I've got a serial interface set at 1536k but found today the available bandwidth is only 334k. Tried max-reserved-bandwidth 100, no change. Faulted it out to MPLS who called in AT&T but the circuit is running clean. Also, took off QoS policy, no change. Could use a pointer as I cannot take the interface down on a whim. No CRC or interface resets incrementing and no drops etc.
 
I've got a serial interface set at 1536k but found today the available bandwidth is only 334k.

How are you verifying that the bandwidth is only 334Kbps? If this is a clock-rate thing, it is your SP that provides the serial interface clocking to your router - you can set the bandwidth parameter to whatever you want, it is used by routing protocols and QoS Policy-Maps, it DOESN'T dictate the interface speed.

Andy
 
Thanks for that, it looks like a red herring. I'm mystified as to why it stayed after disabling the service-policy on the interface. The max-available-bandwidth 100 surely should have upped it by something shouldn't it. I have used it on IP Clear circuits and it made a difference there.

The show interface serial command shows this available bandwidth but if I enter the max-available-bandwidth 100 command on other routers in the network it alters the figure.

Users complaining of poor response prompted me to check.
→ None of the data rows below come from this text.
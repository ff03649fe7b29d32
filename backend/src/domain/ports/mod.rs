//! Domain ports and supporting types for the hexagonal boundary.

mod macros;
pub(crate) use macros::define_port_error;

mod category_repository;
mod credential_unit_of_work;
mod geocoder;
mod image_host;
mod mail_sender;
mod oauth_verifier;
mod one_time_token_repository;
mod password_hasher;
mod placemark_repository;
mod refresh_token_repository;
mod review_repository;
mod store_error;
mod user_repository;

pub use category_repository::CategoryRepository;
#[cfg(test)]
pub use category_repository::MockCategoryRepository;
pub use credential_unit_of_work::CredentialUnitOfWork;
#[cfg(test)]
pub use credential_unit_of_work::MockCredentialUnitOfWork;
#[cfg(test)]
pub use geocoder::MockGeocoder;
pub use geocoder::{FixtureGeocoder, Geocoder, GeocoderError};
#[cfg(test)]
pub use image_host::MockImageHost;
pub use image_host::{DisabledImageHost, ImageHost, ImageHostError};
#[cfg(test)]
pub use mail_sender::MockMailSender;
pub use mail_sender::{MailError, MailMessage, MailSender};
#[cfg(test)]
pub use oauth_verifier::MockOAuthVerifier;
pub use oauth_verifier::{DisabledOAuthVerifier, GoogleProfile, OAuthVerifier, OAuthVerifierError};
#[cfg(test)]
pub use one_time_token_repository::MockOneTimeTokenRepository;
pub use one_time_token_repository::OneTimeTokenRepository;
#[cfg(test)]
pub use password_hasher::MockPasswordHasher;
pub use password_hasher::{PasswordHashError, PasswordHasher};
#[cfg(test)]
pub use placemark_repository::MockPlacemarkRepository;
pub use placemark_repository::PlacemarkRepository;
#[cfg(test)]
pub use refresh_token_repository::MockRefreshTokenRepository;
pub use refresh_token_repository::RefreshTokenRepository;
#[cfg(test)]
pub use review_repository::MockReviewRepository;
pub use review_repository::ReviewRepository;
pub use store_error::StoreError;
#[cfg(test)]
pub use user_repository::MockUserRepository;
pub use user_repository::UserRepository;
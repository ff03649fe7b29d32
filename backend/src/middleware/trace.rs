//! Tracing middleware attaching a request-scoped trace identifier.
//!
//! Each incoming request receives a fresh [`TraceId`] held in task-local
//! storage for the lifetime of the handler, echoed in the `trace-id` response
//! header and recorded on an `http.request` span together with the method,
//! path, status and latency.

use std::task::{Context, Poll};
use std::time::Instant;

use actix_web::Error;
use actix_web::dev::{Service, ServiceRequest, ServiceResponse, Transform};
use actix_web::http::header::{HeaderName, HeaderValue};
use futures_util::future::{LocalBoxFuture, Ready, ready};
use tracing::{Instrument, error, field, info, info_span};

use crate::domain::{TRACE_ID_HEADER, TraceId};

/// Tracing middleware attaching a request-scoped UUID and adding a
/// `trace-id` header to every response.
///
/// Handlers can read the trace ID via [`TraceId::current`].
///
/// # Examples
/// ```
/// use actix_web::App;
/// use campsite::Trace;
///
/// let app = App::new().wrap(Trace);
/// ```
#[derive(Clone)]
pub struct Trace;

impl<S, B> Transform<S, ServiceRequest> for Trace
where
    S: Service<ServiceRequest, Response = ServiceResponse<B>, Error = Error> + 'static,
    S::Future: 'static,
    B: 'static,
{
    type Response = ServiceResponse<B>;
    type Error = Error;
    type InitError = ();
    type Transform = TraceMiddleware<S>;
    type Future = Ready<Result<Self::Transform, Self::InitError>>;

    fn new_transform(&self, service: S) -> Self::Future {
        ready(Ok(TraceMiddleware { service }))
    }
}

/// Service wrapper produced by [`Trace`].
pub struct TraceMiddleware<S> {
    service: S,
}

impl<S, B> Service<ServiceRequest> for TraceMiddleware<S>
where
    S: Service<ServiceRequest, Response = ServiceResponse<B>, Error = Error> + 'static,
    S::Future: 'static,
    B: 'static,
{
    type Response = ServiceResponse<B>;
    type Error = Error;
    type Future = LocalBoxFuture<'static, Result<Self::Response, Self::Error>>;

    fn poll_ready(&self, cx: &mut Context<'_>) -> Poll<Result<(), Self::Error>> {
        self.service.poll_ready(cx)
    }

    fn call(&self, req: ServiceRequest) -> Self::Future {
        let trace_id = TraceId::generate();
        let span = info_span!(
            "http.request",
            trace_id = %trace_id,
            method = %req.method(),
            path = %req.path(),
            status = field::Empty,
            latency_ms = field::Empty,
        );
        let started = Instant::now();
        let fut = span.in_scope(|| self.service.call(req));
        let record_span = span.clone();
        Box::pin(
            TraceId::scope(trace_id, async move {
                let mut res = fut.await?;
                let status = res.status().as_u16();
                record_span.record("status", status);
                record_span.record("latency_ms", started.elapsed().as_millis() as u64);
                info!(status, "request completed");
                match HeaderValue::from_str(&trace_id.to_string()) {
                    Ok(value) => {
                        res.response_mut()
                            .headers_mut()
                            .insert(HeaderName::from_static(TRACE_ID_HEADER), value);
                    }
                    Err(error) => {
                        error!(%error, "failed to encode trace identifier header");
                    }
                }
                Ok(res)
            })
            .instrument(span),
        )
    }
}

#[cfg(test)]
mod tests {
    use super::*;
    use actix_web::{App, HttpResponse, test, web};

    use crate::inbound::http::ApiResult;

    async fn call_traced<F, Fut, Res>(
        handler: F,
    ) -> (
        actix_web::dev::ServiceResponse<actix_web::body::BoxBody>,
        String,
    )
    where
        F: Fn() -> Fut + Clone + 'static,
        Fut: std::future::Future<Output = Res> + 'static,
        Res: actix_web::Responder + 'static,
    {
        let app =
            test::init_service(App::new().wrap(Trace).route("/", web::get().to(handler))).await;
        let req = test::TestRequest::get().uri("/").to_request();
        let res = test::call_service(&app, req).await;
        let trace_id = res
            .headers()
            .get(TRACE_ID_HEADER)
            .expect("trace id header")
            .to_str()
            .expect("header is ascii")
            .to_owned();
        (res, trace_id)
    }

    #[actix_web::test]
    async fn every_response_carries_a_uuid_trace_id() {
        let (_, trace_id) = call_traced(|| async { HttpResponse::Ok().finish() }).await;
        assert!(trace_id.parse::<TraceId>().is_ok());
    }

    #[actix_web::test]
    async fn handler_sees_the_same_trace_id() {
        let (res, trace_id) = call_traced(|| async move {
            let id = TraceId::current().expect("trace id in scope");
            HttpResponse::Ok().body(id.to_string())
        })
        .await;
        let body = test::read_body(res).await;
        assert_eq!(std::str::from_utf8(&body).expect("utf8 body"), trace_id);
    }

    #[actix_web::test]
    async fn error_payload_embeds_the_trace_id() {
        let (res, trace_id) = call_traced(|| async move {
            ApiResult::<HttpResponse>::Err(crate::domain::Error::internal("boom"))
        })
        .await;
        let body: crate::domain::Error = test::read_body_json(res).await;
        assert_eq!(body.trace_id(), Some(trace_id.as_str()));
        assert_eq!(body.message(), "Internal server error");
    }
}
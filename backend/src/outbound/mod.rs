//! Outbound adapters implementing domain ports for external infrastructure.
//!
//! - **persistence**: PostgreSQL-backed repositories using Diesel ORM
//! - **memory**: mutex-guarded store for development and tests
//! - **security**: Argon2id password hashing
//! - **mail**, **geocoding**, **images**, **google**: collaborator services
//!
//! Adapters are thin translators between domain types and infrastructure
//! representations. They contain no business logic.

pub mod geocoding;
pub mod google;
mod http_support;
pub mod images;
pub mod mail;
pub mod memory;
pub mod persistence;
pub mod security;
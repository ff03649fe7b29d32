//! Port for single-use token rows (password reset, email change).

use async_trait::async_trait;

use crate::domain::{OneTimePurpose, OneTimeToken};

use super::StoreError;

#[cfg_attr(test, mockall::automock)]
#[async_trait]
pub trait OneTimeTokenRepository: Send + Sync {
    async fn insert(&self, token: &OneTimeToken) -> Result<(), StoreError>;

    async fn find(
        &self,
        token: &str,
        purpose: OneTimePurpose,
    ) -> Result<Option<OneTimeToken>, StoreError>;
}
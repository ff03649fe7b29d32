//! PostgreSQL-backed `CategoryRepository`.

use async_trait::async_trait;
use diesel::prelude::*;
use diesel_async::RunQueryDsl;

use crate::domain::ports::{CategoryRepository, StoreError};
use crate::domain::{Category, CategoryId};

use super::error_mapping::{map_diesel_error, map_pool_error};
use super::models::CategoryRow;
use super::pool::DbPool;
use super::schema::{categories, placemarks};

#[derive(Clone)]
pub struct DieselCategoryRepository {
    pool: DbPool,
}

impl DieselCategoryRepository {
    pub fn new(pool: DbPool) -> Self {
        Self { pool }
    }
}

#[async_trait]
impl CategoryRepository for DieselCategoryRepository {
    async fn list(&self) -> Result<Vec<Category>, StoreError> {
        let mut conn = self.pool.get().await.map_err(map_pool_error)?;
        let rows = categories::table
            .order(categories::name.asc())
            .select(CategoryRow::as_select())
            .load::<CategoryRow>(&mut conn)
            .await
            .map_err(map_diesel_error)?;
        Ok(rows.into_iter().map(Category::from).collect())
    }

    async fn find(&self, id: CategoryId) -> Result<Option<Category>, StoreError> {
        let mut conn = self.pool.get().await.map_err(map_pool_error)?;
        let row = categories::table
            .find(*id.as_uuid())
            .select(CategoryRow::as_select())
            .first::<CategoryRow>(&mut conn)
            .await
            .optional()
            .map_err(map_diesel_error)?;
        Ok(row.map(Category::from))
    }

    async fn insert(&self, category: &Category) -> Result<(), StoreError> {
        let mut conn = self.pool.get().await.map_err(map_pool_error)?;
        diesel::insert_into(categories::table)
            .values(CategoryRow::from(category))
            .execute(&mut conn)
            .await
            .map_err(map_diesel_error)?;
        Ok(())
    }

    async fn usage_count(&self, id: CategoryId) -> Result<u64, StoreError> {
        let mut conn = self.pool.get().await.map_err(map_pool_error)?;
        let count: i64 = placemarks::table
            .filter(placemarks::category_id.eq(*id.as_uuid()))
            .count()
            .get_result(&mut conn)
            .await
            .map_err(map_diesel_error)?;
        u64::try_from(count).map_err(|_| StoreError::query("negative placemark count"))
    }

    async fn delete(&self, id: CategoryId) -> Result<bool, StoreError> {
        let mut conn = self.pool.get().await.map_err(map_pool_error)?;
        let deleted = diesel::delete(categories::table.find(*id.as_uuid()))
            .execute(&mut conn)
            .await
            .map_err(map_diesel_error)?;
        Ok(deleted > 0)
    }
}
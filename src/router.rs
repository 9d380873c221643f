//! # Response Routing
//!
//! Dispatches a completed upload by status code:
//!
//! - **200–208**: success callback, or blob response, then open the `url`
//!   field of a JSON object body if there is one
//! - **409**: server-side validation errors, reported as one message
//! - **anything else**: reported as a transmission failure
//!
//! ## Example Flow
//!
//! ```text
//! 200 {"url":"https://example.com/f"}
//! ↓
//! route()
//! ↓
//! Host::open_url("https://example.com/f")
//! ```

use http::StatusCode;

use crate::config::SuccessCallback;
use crate::constants::{CONFLICT_STATUS, RESPONSE_ERRORS_FIELD, RESPONSE_URL_FIELD, SUCCESS_STATUSES};
use crate::errors::{AppResult, UploadError};
use crate::host::Host;
use crate::log_data;
use crate::logging::Logger;
use crate::models::{RawResponse, UploadOutcome};

/// Routes one response on behalf of a widget.
pub struct ResponseRouter<'a> {
    pub host: &'a dyn Host,
    pub logger: &'a Logger,
    pub on_success: Option<&'a SuccessCallback>,
    pub blob_response_mime: Option<&'a str>,
    /// Name of the uploaded file, used to name a blob context.
    pub file_name: &'a str,
}

impl ResponseRouter<'_> {
    /// Handles a completed request.
    ///
    /// # Returns
    ///
    /// `Uploaded` for a success status, with the link opened from the body if any.
    ///
    /// # Errors
    ///
    /// - `Conflict`: status 409; the joined server errors were already reported
    /// - `Transmission`: any status outside 200–208 and 409, already reported
    pub fn route(&self, response: &RawResponse) -> AppResult<UploadOutcome> {
        match response.status {
            status if SUCCESS_STATUSES.contains(&status) => self.on_success(response),
            CONFLICT_STATUS => {
                let message = conflict_message(response);
                self.logger.error("Upload rejected by server", log_data!("errors" => message));
                self.host.report_error(&message);
                Err(UploadError::Conflict { message })
            }
            status => {
                let error = UploadError::Transmission { status };
                self.logger.warn("Upload failed", log_data!("status" => status, "body" => response.text()));
                self.host.report_error(&error.to_string());
                Err(error)
            }
        }
    }

    fn on_success(&self, response: &RawResponse) -> AppResult<UploadOutcome> {
        if let Some(callback) = self.on_success {
            callback(response);
        } else if let Some(mime) = self.blob_response_mime {
            if let Err(e) = self.host.open_blob(&response.body, mime, self.file_name) {
                self.logger.warn(
                    "Could not open blob response",
                    log_data!("mime" => mime, "file_name" => self.file_name, "error" => e.to_string()),
                );
                self.host.report_error(&e.to_string());
            }
        }

        let opened_url = response_url(response);
        if let Some(url) = &opened_url {
            // Best effort: a blocked popup does not fail the upload.
            if let Err(e) = self.host.open_url(url) {
                self.logger.warn("Could not open response URL", log_data!("url" => url, "error" => e.to_string()));
            }
        }

        self.logger.info(
            "Upload completed",
            log_data!("status" => response.status, "opened_url" => opened_url),
        );
        Ok(UploadOutcome::Uploaded {
            status: response.status,
            opened_url,
        })
    }
}

/// The string `url` field of a JSON object body. Anything else yields `None`.
pub fn response_url(response: &RawResponse) -> Option<String> {
    let body = response.json().ok()?;
    body.get(RESPONSE_URL_FIELD)?.as_str().map(str::to_string)
}

/// Joins the `errors` of a conflict body, one per line, each line terminated
/// by `\n`. `errors` may be an array or an object; strings are used as-is and
/// other values as JSON text.
///
/// A body without usable errors falls back to its trimmed text, then to the
/// status reason, so the message is never empty.
pub fn conflict_message(response: &RawResponse) -> String {
    let joined: String = response
        .json()
        .map(|body| error_values(&body))
        .unwrap_or_default()
        .into_iter()
        .map(|value| match value {
            serde_json::Value::String(text) => format!("{}\n", text),
            other => format!("{}\n", other),
        })
        .collect();

    if !joined.is_empty() {
        return joined;
    }

    let text = response.text();
    if !text.trim().is_empty() {
        return text.trim().to_string();
    }

    StatusCode::from_u16(response.status)
        .ok()
        .and_then(|status| status.canonical_reason())
        .map(str::to_string)
        .unwrap_or_else(|| format!("HTTP {}", response.status))
}

fn error_values(body: &serde_json::Value) -> Vec<serde_json::Value> {
    match body.get(RESPONSE_ERRORS_FIELD) {
        Some(serde_json::Value::Array(items)) => items.clone(),
        Some(serde_json::Value::Object(map)) => map.values().cloned().collect(),
        Some(other) => vec![other.clone()],
        None => Vec::new(),
    }
}
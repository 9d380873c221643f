#![cfg(not(target_arch = "wasm32"))]

use std::rc::Rc;
use std::sync::Arc;

use file_upload_widget::{
    AcquiredFile, HeadlessHost, HttpTransport, UploadOutcome, UploadSettings, UploadWidget, WidgetConfig,
};
use tokio::io::{AsyncReadExt, AsyncWriteExt};
use tokio::net::{TcpListener, TcpStream};

/// Reads one HTTP/1.1 request, honouring either Content-Length or chunked encoding.
async fn read_request(socket: &mut TcpStream) -> String {
    let mut buf = Vec::new();
    let mut chunk = [0u8; 4096];

    loop {
        let n = socket.read(&mut chunk).await.unwrap();
        if n == 0 {
            break;
        }
        buf.extend_from_slice(&chunk[..n]);

        let text = String::from_utf8_lossy(&buf).to_string();
        let Some(header_end) = text.find("\r\n\r\n") else {
            continue;
        };
        let head = text[..header_end].to_ascii_lowercase();
        let body_len = buf.len() - (header_end + 4);

        let content_length = head
            .lines()
            .find_map(|line| line.strip_prefix("content-length:"))
            .and_then(|value| value.trim().parse::<usize>().ok());

        match content_length {
            Some(expected) if body_len >= expected => break,
            None if head.contains("transfer-encoding: chunked") && text.ends_with("\r\n0\r\n\r\n") => break,
            _ => {}
        }
    }

    String::from_utf8_lossy(&buf).to_string()
}

async fn serve_once(listener: TcpListener, status_line: &'static str, body: &'static str) -> String {
    let (mut socket, _) = listener.accept().await.unwrap();
    let request = read_request(&mut socket).await;
    let response = format!(
        "HTTP/1.1 {}\r\nContent-Type: application/json\r\nContent-Length: {}\r\nConnection: close\r\n\r\n{}",
        status_line,
        body.len(),
        body
    );
    socket.write_all(response.as_bytes()).await.unwrap();
    socket.shutdown().await.unwrap();
    request
}

fn transport_for(listener: &TcpListener) -> HttpTransport {
    let origin = format!("http://{}", listener.local_addr().unwrap());
    let client = reqwest::Client::builder().no_proxy().build().unwrap();
    HttpTransport::with_client(client, Some(&origin)).unwrap()
}

#[tokio::test]
async fn uploads_multipart_body_with_extra_fields_and_headers() {
    let listener = TcpListener::bind("127.0.0.1:0").await.unwrap();
    let transport = transport_for(&listener);
    let server = tokio::spawn(serve_once(listener, "201 Created", r#"{"url":"https://example.com/f"}"#));

    let host = Rc::new(HeadlessHost::new());
    let config = WidgetConfig::new()
        .with_target_path("/upload")
        .with_allowed_extensions(["pdf"])
        .with_param("folder", "docs")
        .with_header("X-Token", "abc")
        .unwrap();
    let widget = UploadWidget::new(config, host.clone(), transport)
        .unwrap()
        .with_settings(Arc::new(UploadSettings {
            max_file_size: 1_000,
            base_url: "/myServer".to_string(),
        }));
    widget.bind();
    widget.handle_click().unwrap();
    let token = widget.pending_token().unwrap();

    let file = AcquiredFile::new("report.pdf", b"%PDF-1.7 hello".to_vec()).with_content_type("application/pdf");
    let outcome = widget.handle_files_selected(&token, vec![file]).await.unwrap();

    assert_eq!(
        outcome,
        UploadOutcome::Uploaded {
            status: 201,
            opened_url: Some("https://example.com/f".to_string()),
        }
    );
    assert_eq!(host.opened()[0].url, "https://example.com/f");
    assert!(host.forms().is_empty());

    let request = server.await.unwrap();
    let lowered = request.to_ascii_lowercase();
    assert!(request.starts_with("POST /myServer/upload HTTP/1.1"), "{}", request);
    assert!(lowered.contains("content-type: multipart/form-data; boundary="));
    assert!(lowered.contains("x-token: abc"));
    assert!(request.contains(r#"name="file"; filename="report.pdf""#));
    assert!(request.contains("%PDF-1.7 hello"));
    assert!(request.contains(r#"name="folder""#));
    assert!(request.contains("docs"));
}

#[tokio::test]
async fn conflict_from_server_is_reported() {
    let listener = TcpListener::bind("127.0.0.1:0").await.unwrap();
    let transport = transport_for(&listener);
    let server = tokio::spawn(serve_once(
        listener,
        "409 Conflict",
        r#"{"errors":["name required","size too large"]}"#,
    ));

    let host = Rc::new(HeadlessHost::new());
    let widget = UploadWidget::new(WidgetConfig::new().with_target_path("/upload"), host.clone(), transport)
        .unwrap()
        .with_settings(Arc::new(UploadSettings {
            max_file_size: 1_000,
            base_url: String::new(),
        }));
    widget.bind();
    widget.handle_click().unwrap();
    let token = widget.pending_token().unwrap();

    let result = widget
        .handle_files_selected(&token, vec![AcquiredFile::new("notes.txt", b"hi".to_vec())])
        .await;

    assert!(result.is_err());
    assert_eq!(host.errors(), vec!["name required\nsize too large\n".to_string()]);
    server.await.unwrap();
}
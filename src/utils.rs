//! # Utility Functions
//!
//! Small helpers shared by the widget and its hosts: identifiers for
//! widgets and synthetic forms, upload URL composition and `data:` URLs for
//! blob responses opened outside a browser.

use base64::engine::general_purpose::STANDARD;
use base64::Engine;
use chrono::Utc;
use uuid::Uuid;

/// Generates a unique identifier for a widget instance or a synthetic form.
///
/// The identifier is `{timestamp_millis}-{uuid_v4}`, so identifiers sort by
/// creation time and never collide between acquisitions.
pub fn generate_unique_identifier() -> String {
    let uuid_part = Uuid::new_v4().to_string();
    let timestamp = Utc::now().timestamp_millis();
    format!("{}-{}", timestamp, uuid_part)
}

/// Composes the upload URL. The base URL and target path are concatenated
/// as-is, so `"/myServer"` and `"/upload"` give `"/myServer/upload"`.
pub fn upload_url(base_url: &str, target_path: &str) -> String {
    format!("{}{}", base_url, target_path)
}

/// Encodes `bytes` as a `data:` URL of the given MIME type.
pub fn data_url(mime: &str, bytes: &[u8]) -> String {
    format!("data:{};base64,{}", mime, STANDARD.encode(bytes))
}
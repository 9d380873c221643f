//! # File Selection
//!
//! Acquisition state for one widget: which DOM events are bound, the
//! synthetic form opened by the last click, and the drag highlight.
//!
//! ## Pending Form Lifecycle
//!
//! ```text
//! click → PendingForm::open (stale form removed, new one mounted, chooser opened)
//!       → files selected / cancelled → guard dropped → form removed
//! teardown → guard dropped → form removed
//! ```
//!
//! The guard is tagged with a fresh token, so an old guard released after a
//! newer click leaves the newer form in place.

use std::rc::Rc;

use crate::config::TriggerMode;
use crate::errors::AppResult;
use crate::host::Host;
use crate::models::AcquiredFile;
use crate::utils::generate_unique_identifier;

/// DOM events the widget listens to on its element.
#[derive(Clone, Copy, Debug, PartialEq, Eq, Hash)]
pub enum DomEvent {
    Click,
    DragEnter,
    DragOver,
    DragLeave,
    Drop,
}

impl DomEvent {
    pub fn as_str(self) -> &'static str {
        match self {
            DomEvent::Click => "click",
            DomEvent::DragEnter => "dragenter",
            DomEvent::DragOver => "dragover",
            DomEvent::DragLeave => "dragleave",
            DomEvent::Drop => "drop",
        }
    }

    /// Events to bind for a trigger mode.
    pub fn bindings(mode: TriggerMode) -> Vec<DomEvent> {
        let mut events = Vec::new();
        if mode.binds_drop() {
            events.extend([
                DomEvent::Drop,
                DomEvent::DragEnter,
                DomEvent::DragOver,
                DomEvent::DragLeave,
            ]);
        }
        if mode.binds_click() {
            events.push(DomEvent::Click);
        }
        events
    }
}

/// Scoped handle on the synthetic form. Dropping it removes the form.
pub struct PendingForm {
    host: Rc<dyn Host>,
    token: String,
}

impl PendingForm {
    /// Mounts a new synthetic form and opens the native chooser.
    pub fn open(host: Rc<dyn Host>) -> AppResult<Self> {
        let token = generate_unique_identifier();
        host.mount_file_form(&token)?;
        Ok(Self { host, token })
    }

    pub fn token(&self) -> &str {
        &self.token
    }
}

impl Drop for PendingForm {
    fn drop(&mut self) {
        self.host.remove_file_form(&self.token);
    }
}

/// Per-widget acquisition state.
#[derive(Default)]
pub struct Selector {
    bound: Vec<DomEvent>,
    pending: Option<PendingForm>,
    highlighted: bool,
}

impl Selector {
    pub fn bind(&mut self, mode: TriggerMode) -> Vec<DomEvent> {
        self.bound = DomEvent::bindings(mode);
        self.bound.clone()
    }

    pub fn is_bound(&self, event: DomEvent) -> bool {
        self.bound.contains(&event)
    }

    pub fn bound(&self) -> &[DomEvent] {
        &self.bound
    }

    /// Replaces any pending form with a fresh one.
    pub fn begin_click(&mut self, host: Rc<dyn Host>) -> AppResult<()> {
        // Release the previous form before mounting so at most one exists.
        self.pending = None;
        self.pending = Some(PendingForm::open(host)?);
        Ok(())
    }

    /// Takes the pending form if it is the one tagged with `token`. A
    /// selection from a replaced form leaves the newer form alone.
    pub fn take_pending(&mut self, token: &str) -> Option<PendingForm> {
        if self.pending_token() == Some(token) {
            self.pending.take()
        } else {
            None
        }
    }

    pub fn pending_token(&self) -> Option<&str> {
        self.pending.as_ref().map(PendingForm::token)
    }

    pub fn has_pending(&self) -> bool {
        self.pending.is_some()
    }

    pub fn set_highlight(&mut self, host: &dyn Host, active: bool) {
        self.highlighted = active;
        host.set_highlight(active);
    }

    /// Unbinds every event, drops the pending form and clears the highlight.
    /// Returns the events that were bound.
    pub fn unbind(&mut self, host: &dyn Host) -> Vec<DomEvent> {
        self.pending = None;
        if self.highlighted {
            self.set_highlight(host, false);
        }
        std::mem::take(&mut self.bound)
    }

    /// Keeps the first file of a selection; the rest are ignored.
    pub fn first_file(files: Vec<AcquiredFile>) -> Option<AcquiredFile> {
        files.into_iter().next()
    }
}

#[cfg(test)]
mod tests {
    use super::*;
    use crate::host::HeadlessHost;

    #[test]
    fn bindings_follow_trigger_mode() {
        assert_eq!(DomEvent::bindings(TriggerMode::Click), vec![DomEvent::Click]);
        assert_eq!(DomEvent::bindings(TriggerMode::Drop).len(), 4);
        assert!(!DomEvent::bindings(TriggerMode::Drop).contains(&DomEvent::Click));
        assert_eq!(DomEvent::bindings(TriggerMode::Both).len(), 5);
    }

    #[test]
    fn dropping_the_guard_removes_the_form() {
        let host = Rc::new(HeadlessHost::new());
        let form = PendingForm::open(host.clone()).unwrap();
        assert_eq!(host.forms(), vec![form.token().to_string()]);
        drop(form);
        assert!(host.forms().is_empty());
    }

    #[test]
    fn repeated_clicks_keep_a_single_form() {
        let host = Rc::new(HeadlessHost::new());
        let mut selector = Selector::default();
        for _ in 0..5 {
            selector.begin_click(host.clone()).unwrap();
            assert_eq!(host.forms().len(), 1);
        }
        assert_eq!(host.choosers_opened(), 5);
    }

    #[test]
    fn stale_token_does_not_take_the_newer_form() {
        let host = Rc::new(HeadlessHost::new());
        let mut selector = Selector::default();
        selector.begin_click(host.clone()).unwrap();
        let first = selector.pending_token().unwrap().to_string();
        selector.begin_click(host.clone()).unwrap();
        let second = selector.pending_token().unwrap().to_string();

        assert!(selector.take_pending(&first).is_none());
        assert_eq!(host.forms(), vec![second.clone()]);

        drop(selector.take_pending(&second));
        assert!(host.forms().is_empty());
    }

    #[test]
    fn unbind_clears_everything() {
        let host = Rc::new(HeadlessHost::new());
        let mut selector = Selector::default();
        selector.bind(TriggerMode::Both);
        selector.begin_click(host.clone()).unwrap();
        selector.set_highlight(&*host, true);

        let unbound = selector.unbind(&*host);
        assert_eq!(unbound.len(), 5);
        assert!(selector.bound().is_empty());
        assert!(!selector.has_pending());
        assert!(host.forms().is_empty());
        assert!(!host.is_highlighted());
    }

    #[test]
    fn only_the_first_file_is_kept() {
        let files = vec![
            AcquiredFile::new("a.pdf", vec![1]),
            AcquiredFile::new("b.pdf", vec![2]),
        ];
        assert_eq!(Selector::first_file(files).unwrap().name, "a.pdf");
        assert!(Selector::first_file(Vec::new()).is_none());
    }
}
The circuit is not new and the response has just deteriorated recently. I checked the utilization but it's not the issue......
 
OK I think understand now.

When you issue the command 'show queueung interface serial x' in the output it says 'Available Bandwidth 334 kilobits/sec'

If that's the case it means that after your egress service-policy allocates the bandwidth you have configured, plus the default reserved 25% the remaining bandwidth is 334Kbps.

I assume if you add up the bandwidths for each of your classes in your service policy they equal 818Kbps (1536 minus 25% = 1152 minus 334 = 818). That is assuming the bandwidth statement on the serial interface is 'bandwidth 1536000'

Changing the 'max-reserved-bandwidth' on the interface changes the default 25% that can't be allocated (either more or less). If you do change this make sure your service policy caters for your router sourced traffic (routing updates, keepalives, telnet etc).